Simon Collins, HIV i-Base

The scale of the problem of smoking, often highlighted in discussions of the abacavir data with a comment such as ‘patients would reduce their risk more from stopping smoking rather than discontinuing abacavir’ is not only unhelpful for non- and ex-smokers, but also of limited benefit for current smokers who have unsuccessfully tried to quit.

Karen Tashima presented results showing a limited 6 month success rate (~10%) in around 450 HIV-positive US smokers (average 18/day), randomised to more intense motivational interventions (ME; 4 long (30 minute) counselling sessions) compared to standard of care (SC; 2 brief 3 minute sessions), both with nicotine patches. While the study as a whole found no additional benefit to the ME programme, it had significant differences by race.

Only around 50% and 60% of patients attended the 2- and 4-month follow-up visits with an increase to 72% at 6-month possibly related to greater financial compensation at that time point. Overall, 6-month quit rates by intent-to-treat analysis were 9% (9% ME, 10% SC, p = 0.76).

Higher quit rates were seen among Hispanic patients (19% overall, 14% ME, 24% SC) and lowest among African Americans (5% overall, 9% ME, 0% SC), with significant differences in the standard care arm (p = 0.01).
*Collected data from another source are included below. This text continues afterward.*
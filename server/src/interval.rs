use chrono::{DateTime, Duration as ChronoDuration, Local, NaiveTime, TimeZone};
use thiserror::Error;

/// Refresh cadence of an alliance: either every N minutes, or daily at a
/// fixed local wall-clock time written as `@HH:MM`.
#[derive(Debug, Clone, Copy, PartialEq, Eq)]
pub enum RefreshInterval {
    Minutes(u32),
    Daily(NaiveTime),
}

#[derive(Debug, Error, PartialEq, Eq)]
pub enum IntervalError {
    #[error("empty interval")]
    Empty,
    #[error("interval minutes must be positive")]
    NonPositive,
    #[error("invalid interval: {0}")]
    Invalid(String),
}

/// Parse an alliance interval string. Accepts a positive integer (minutes)
/// or `@HH:MM` (daily at that local time).
pub fn parse_refresh_interval(raw: &str) -> Result<RefreshInterval, IntervalError> {
    let raw = raw.trim();
    if raw.is_empty() {
        return Err(IntervalError::Empty);
    }

    if let Some(hhmm) = raw.strip_prefix('@') {
        let time = NaiveTime::parse_from_str(hhmm, "%H:%M")
            .map_err(|_| IntervalError::Invalid(raw.to_string()))?;
        // Reject seconds smuggled past the format string, e.g. "@3:30:15".
        if hhmm.len() > 5 {
            return Err(IntervalError::Invalid(raw.to_string()));
        }
        return Ok(RefreshInterval::Daily(time));
    }

    let minutes: i64 = raw
        .parse()
        .map_err(|_| IntervalError::Invalid(raw.to_string()))?;
    if minutes <= 0 {
        return Err(IntervalError::NonPositive);
    }
    Ok(RefreshInterval::Minutes(minutes as u32))
}

pub fn format_refresh_interval(interval: &RefreshInterval) -> String {
    match interval {
        RefreshInterval::Minutes(m) => m.to_string(),
        RefreshInterval::Daily(t) => format!("@{}", t.format("%H:%M")),
    }
}

impl RefreshInterval {
    /// Next fire time strictly after `now`. Minute intervals fire a fixed
    /// duration from now; daily intervals fire at the next local occurrence
    /// of their wall-clock time (tomorrow if it already passed today).
    pub fn next_fire_after(&self, now: DateTime<Local>) -> DateTime<Local> {
        match self {
            RefreshInterval::Minutes(m) => now + ChronoDuration::minutes(*m as i64),
            RefreshInterval::Daily(time) => {
                let today = now.date_naive().and_time(*time);
                let candidate = resolve_local(today).unwrap_or(now + ChronoDuration::days(1));
                if candidate > now {
                    candidate
                } else {
                    let tomorrow = (now.date_naive() + ChronoDuration::days(1)).and_time(*time);
                    resolve_local(tomorrow).unwrap_or(now + ChronoDuration::days(1))
                }
            }
        }
    }
}

// DST gaps make some local datetimes nonexistent; take the earliest valid
// mapping and let the caller fall back when there is none.
fn resolve_local(naive: chrono::NaiveDateTime) -> Option<DateTime<Local>> {
    Local.from_local_datetime(&naive).earliest()
}

#[cfg(test)]
mod tests {
    use super::*;

    #[test]
    fn parses_minutes() {
        assert_eq!(parse_refresh_interval("60"), Ok(RefreshInterval::Minutes(60)));
        assert_eq!(parse_refresh_interval(" 5 "), Ok(RefreshInterval::Minutes(5)));
    }

    #[test]
    fn parses_daily() {
        assert_eq!(
            parse_refresh_interval("@03:30"),
            Ok(RefreshInterval::Daily(NaiveTime::from_hms_opt(3, 30, 0).unwrap()))
        );
        assert_eq!(
            parse_refresh_interval("@23:59"),
            Ok(RefreshInterval::Daily(NaiveTime::from_hms_opt(23, 59, 0).unwrap()))
        );
    }

    #[test]
    fn rejects_invalid() {
        assert_eq!(parse_refresh_interval(""), Err(IntervalError::Empty));
        assert_eq!(parse_refresh_interval("0"), Err(IntervalError::NonPositive));
        assert_eq!(parse_refresh_interval("-15"), Err(IntervalError::NonPositive));
        assert!(matches!(parse_refresh_interval("@25:00"), Err(IntervalError::Invalid(_))));
        assert!(matches!(parse_refresh_interval("@3:30:15"), Err(IntervalError::Invalid(_))));
        assert!(matches!(parse_refresh_interval("soon"), Err(IntervalError::Invalid(_))));
    }

    #[test]
    fn format_parse_round_trip() {
        for raw in ["1", "60", "1440", "@00:00", "@03:30", "@23:59"] {
            let parsed = parse_refresh_interval(raw).unwrap();
            assert_eq!(
                parse_refresh_interval(&format_refresh_interval(&parsed)).unwrap(),
                parsed
            );
        }
    }

    #[test]
    fn minute_interval_fires_after_duration() {
        let now = Local.with_ymd_and_hms(2025, 6, 1, 12, 0, 0).unwrap();
        let interval = RefreshInterval::Minutes(90);
        assert_eq!(interval.next_fire_after(now), now + ChronoDuration::minutes(90));
    }

    #[test]
    fn daily_interval_rolls_to_tomorrow_when_passed() {
        let interval = RefreshInterval::Daily(NaiveTime::from_hms_opt(3, 30, 0).unwrap());

        let before = Local.with_ymd_and_hms(2025, 6, 1, 1, 0, 0).unwrap();
        let fire = interval.next_fire_after(before);
        assert_eq!(fire.date_naive(), before.date_naive());
        assert_eq!(fire.time(), NaiveTime::from_hms_opt(3, 30, 0).unwrap());

        let after = Local.with_ymd_and_hms(2025, 6, 1, 4, 0, 0).unwrap();
        let fire = interval.next_fire_after(after);
        assert_eq!(fire.date_naive(), after.date_naive() + ChronoDuration::days(1));

        // Firing exactly at the configured time schedules tomorrow, never now.
        let exact = Local.with_ymd_and_hms(2025, 6, 1, 3, 30, 0).unwrap();
        assert!(interval.next_fire_after(exact) > exact);
    }
}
Failure to use nicotine replacement predicted smoking at 6 months (p<0.05).

Multivariate predictors of 6-month smoking abstinence among patch users included black race vs white (p=0.003), baseline self-ability or change in self-ability to refuse ciarettes (p<0.001), change in belief to quit (p=0.003).


Most commentators found these results depressing, including the presenter, although it was also pointed out that many people need to attend several programmes before they are successful.
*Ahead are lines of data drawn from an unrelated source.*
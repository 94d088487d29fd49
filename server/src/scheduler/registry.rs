use tracing::debug;

use crate::db::{self, Db};
use crate::error::ProcessError;
use crate::models::{Process, ProcessAction, ProcessDetails, ProcessProgress, ProcessStatus};

/// Alliance priorities live in this band inside the redeem priority gap.
const MAX_ALLIANCE_PRIORITY: i64 = 99_999;

/// CRUD over process rows: creation with computed priority, status
/// transitions, progress writes, and the boot-time recovery sweep.
#[derive(Clone)]
pub struct ProcessRegistry {
    db: Db,
}

impl ProcessRegistry {
    pub fn new(db: Db) -> Self {
        Self { db }
    }

    /// Scheduling priority for a new process; lower wins. Redeem work is
    /// offset by the alliance rank so a more-important alliance's redeem
    /// strictly precedes a less-important one's, while the 100k band gaps
    /// keep action kinds totally ordered between classes.
    pub fn priority_for(action: ProcessAction, alliance_priority: i64) -> Result<i64, ProcessError> {
        match action {
            ProcessAction::RedeemGiftcode => {
                if !(1..=MAX_ALLIANCE_PRIORITY).contains(&alliance_priority) {
                    return Err(ProcessError::InvalidRecord(format!(
                        "alliance priority {alliance_priority} outside 1..={MAX_ALLIANCE_PRIORITY}"
                    )));
                }
                Ok(action.priority_base() + alliance_priority)
            }
            _ => Ok(action.priority_base()),
        }
    }

    /// Create a queued process with every player id pending. Returns its id.
    pub async fn create(
        &self,
        action: ProcessAction,
        target: i64,
        alliance_priority: i64,
        player_ids: &[i64],
        gift_code: Option<String>,
        created_by: &str,
    ) -> Result<i64, ProcessError> {
        if target < 0 {
            return Err(ProcessError::InvalidRecord(format!(
                "target must be a non-negative alliance id, got {target}"
            )));
        }
        if action == ProcessAction::RedeemGiftcode && gift_code.is_none() {
            return Err(ProcessError::InvalidRecord(
                "redeem process requires a gift code".to_string(),
            ));
        }

        let priority = Self::priority_for(action, alliance_priority)?;
        let details = ProcessDetails {
            player_ids: player_ids.to_vec(),
            gift_code,
        };
        let progress = ProcessProgress::new_pending(player_ids);

        let id = db::insert_process(
            &self.db,
            action,
            target,
            priority,
            &serde_json::to_string(&details)?,
            &progress.to_json(),
            created_by,
        )
        .await?;

        debug!(process_id = id, action = %action, target, priority, "Process created");
        Ok(id)
    }

    pub async fn get(&self, id: i64) -> Result<Option<Process>, ProcessError> {
        Ok(db::get_process(&self.db, id).await?)
    }

    /// Apply a status transition. Activation and completion each go through
    /// guarded writes; a rejected write means the scheduler itself broke an
    /// invariant, which is surfaced as a programming error.
    pub async fn update_status(&self, id: i64, status: ProcessStatus) -> Result<(), ProcessError> {
        let applied = match status {
            ProcessStatus::Active => db::activate_process(&self.db, id).await?,
            ProcessStatus::Completed | ProcessStatus::Failed => {
                db::finish_process(&self.db, id, status).await?
            }
            ProcessStatus::Queued => {
                return Err(ProcessError::Invariant(
                    "transitions back to queued go through preemption or recovery".to_string(),
                ));
            }
        };

        if !applied {
            return Err(ProcessError::Invariant(format!(
                "rejected transition of process {id} to {status}"
            )));
        }
        Ok(())
    }

    /// Full-document progress replace, validated against the bucket set the
    /// action kind allows.
    pub async fn update_progress(
        &self,
        id: i64,
        action: ProcessAction,
        progress: &ProcessProgress,
    ) -> Result<(), ProcessError> {
        progress
            .validate_for(action)
            .map_err(ProcessError::Invariant)?;
        Ok(db::update_process_progress(&self.db, id, &progress.to_json()).await?)
    }

    /// Record when a rate-limit back-off ends; `None` clears it.
    pub async fn set_resume_after(&self, id: i64, resume_after: Option<i64>) -> Result<(), ProcessError> {
        Ok(db::set_process_resume_after(&self.db, id, resume_after).await?)
    }

    /// Evict an active process in favor of `preempted_by`. Returns false
    /// when the victim was no longer active (it already yielded or another
    /// preemption won the race).
    pub async fn set_preemption(&self, id: i64, preempted_by: i64) -> Result<bool, ProcessError> {
        Ok(db::set_process_preemption(&self.db, id, preempted_by).await?)
    }

    /// Boot-time crash-recovery sweep. Returns the number of requeued rows.
    pub async fn recover(&self) -> Result<u64, ProcessError> {
        Ok(db::recover_interrupted_processes(&self.db).await?)
    }
}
Indeed, 68% of participants had previously used nicotine patches and 20% had previously managed to quit for over one year: highlighting the fragility of even these modest success rates.

Patients did not have to express an interest in trying to quit and the financial reimbursement may have encourged particpants with a low motivation. This intervention may have looked more impressive if patients had been selected more appropriately.


Tashima K et al. Positive paths: a motivational intervention for smoking cessation among HIV+ smokers. Oral abstract 148.